Cryptocurrency Payments Opportunity, a PYMNTS and i2c collaboration, reported that while only 10% of banks currently allow access to at least one form of cryptocurrency, 75% of FIs plan to expand their support for virtual currencies. over the next 12 months.

Get the report: The Cryptocurrency Payment Opportunity: Fostering the Adoption and Use of Crypto Around the World

“Consumer and business perception of cryptocurrencies has evolved dramatically over the past decade, from insider discussions to a topic taken more seriously and followed by financial firms and the media to to where we are today, which is real discussions around tables, companies and boards, ”i2c president Jim McCarthy told PYMNTS.

Observe the Potential Benefits of Cryptocurrencies

Businesses are analyzing how virtual currencies could meet their payment needs. Those looking to go global are particularly interested in crypto as they look for solutions that can help them alleviate the problems associated with cross-border business-to-business (B2B) payments.

“Because it is by nature a network-based asset, crypto moves more easily across borders because you don’t have to go through a myriad of correspondent banks to transfer value,” McCarthy said. “It also removes much of the opacity that comes with transferring money through traditional methods.”

As a growing number of businesses and consumers use virtual currencies for their payments and financial needs, businesses, FIs, and FinTechs are considering the potential benefits of cryptocurrencies. The growing interest of businesses and consumers in cryptocurrencies suggests that FIs who pioneered digital asset technology are well positioned to increase customer and customer loyalty.

Develop transparent transaction methods

However, supporting smooth and fast cryptocurrency payment experiences can still be difficult. This is especially evident when it comes to cross-border payments, which are notoriously complex and fraught with friction, even when fiat currencies are used. Changing regulations, the availability of key digital infrastructure, and trust can all hamper the adoption of cryptocurrencies.

As a result, international businesses wishing to make cross-border B2B payments via cryptocurrencies could face significant hurdles, which means banks need to carefully consider the trends surrounding virtual currencies around the world. Eliminating sticking points is key to the growth and adoption of cryptocurrencies globally.

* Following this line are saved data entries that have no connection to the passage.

//! Alloy-based chain reader.
//!
//! Reads EVM chain state over HTTP JSON-RPC. Blocks are fetched with a raw
//! `eth_getBlockByNumber` call and kept as JSON so that transaction entries
//! can be decoded one by one; the typed block decoder would reject the whole
//! block over a single odd entry (or over the oversized `extraData` of
//! proof-of-authority chains).

use crate::{poll_for_receipt, ChainError, ChainReader, ReceiptPolling};
use alloy::network::ReceiptResponse;
use alloy::providers::{DynProvider, Provider, ProviderBuilder};
use alloy::transports::http::reqwest::Url;
use async_trait::async_trait;
use harness_types::{Address, Block, NetworkConfig, TransactionHash, TransactionReceipt, U256};
use serde_json::Value;

/// Alloy-based EVM chain reader bound to a single network.
pub struct AlloyChainReader {
	provider: DynProvider,
	network: String,
	polling: ReceiptPolling,
}

impl AlloyChainReader {
	/// Wraps an existing provider.
	pub fn new(provider: DynProvider, network: impl Into<String>, polling: ReceiptPolling) -> Self {
		Self {
			provider,
			network: network.into(),
			polling,
		}
	}

	/// Opens an HTTP connection to `network`'s RPC endpoint.
	pub fn connect(network: &NetworkConfig, polling: ReceiptPolling) -> Result<Self, ChainError> {
		let url: Url = network.rpc_url.parse().map_err(|e| {
			ChainError::Network(format!("Invalid RPC URL for network {}: {}", network.name, e))
		})?;

		let provider = ProviderBuilder::new().connect_http(url).erased();

		tracing::debug!(network = %network.name, "Connected chain reader");

		Ok(Self::new(provider, network.name.clone(), polling))
	}
}

#[async_trait]
impl ChainReader for AlloyChainReader {
	async fn get_block_number(&self) -> Result<u64, ChainError> {
		self.provider.get_block_number().await.map_err(|e| {
			ChainError::Network(format!(
				"Failed to get block number on {}: {}",
				self.network, e
			))
		})
	}

	async fn get_block(&self, height: u64) -> Result<Block, ChainError> {
		let raw: Value = self
			.provider
			.raw_request(
				"eth_getBlockByNumber".into(),
				(format!("{:#x}", height), true),
			)
			.await
			.map_err(|e| {
				ChainError::Network(format!(
					"Failed to get block {} on {}: {}",
					height, self.network, e
				))
			})?;

		if raw.is_null() {
			return Err(ChainError::BlockNotFound(height));
		}

		Ok(Block::from_rpc(height, raw))
	}

	async fn get_receipt(
		&self,
		hash: &TransactionHash,
	) -> Result<Option<TransactionReceipt>, ChainError> {
		let receipt = self
			.provider
			.get_transaction_receipt(hash.0)
			.await
			.map_err(|e| {
				ChainError::Network(format!(
					"Failed to get receipt on {}: {}",
					self.network, e
				))
			})?;

		Ok(receipt.map(|receipt| TransactionReceipt {
			hash: TransactionHash(receipt.transaction_hash),
			block_number: receipt.block_number.unwrap_or(0),
			success: ReceiptResponse::status(&receipt),
			gas_used: receipt.gas_used,
			effective_gas_price: Some(receipt.effective_gas_price),
		}))
	}

	async fn wait_for_receipt(
		&self,
		hash: &TransactionHash,
	) -> Result<TransactionReceipt, ChainError> {
		poll_for_receipt(self, hash, self.polling).await
	}

	async fn get_balance(&self, address: &Address) -> Result<U256, ChainError> {
		self.provider.get_balance(*address).await.map_err(|e| {
			ChainError::Network(format!("Failed to get balance on {}: {}", self.network, e))
		})
	}
}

“From our perspective, supporting millions of encrypted cards around the world on a single global platform, we see tremendous innovation, growth and potential over the next few years,” said McCarthy. “However, this optimism is tempered by the idea that as crypto becomes more mainstream, it will bring more and more difficulty in the form of regulation, compliance and oversight on the part of central banks. [and] regulators. “

Banks should continue to closely monitor how businesses and consumers interact with cryptocurrencies to determine how best to position themselves as the dominant forces in the space. Consumers and businesses are likely to be increasingly comfortable with the use of digital assets for payments, which means that developing transparent and fast cryptocurrency transaction methods will be essential for FIs.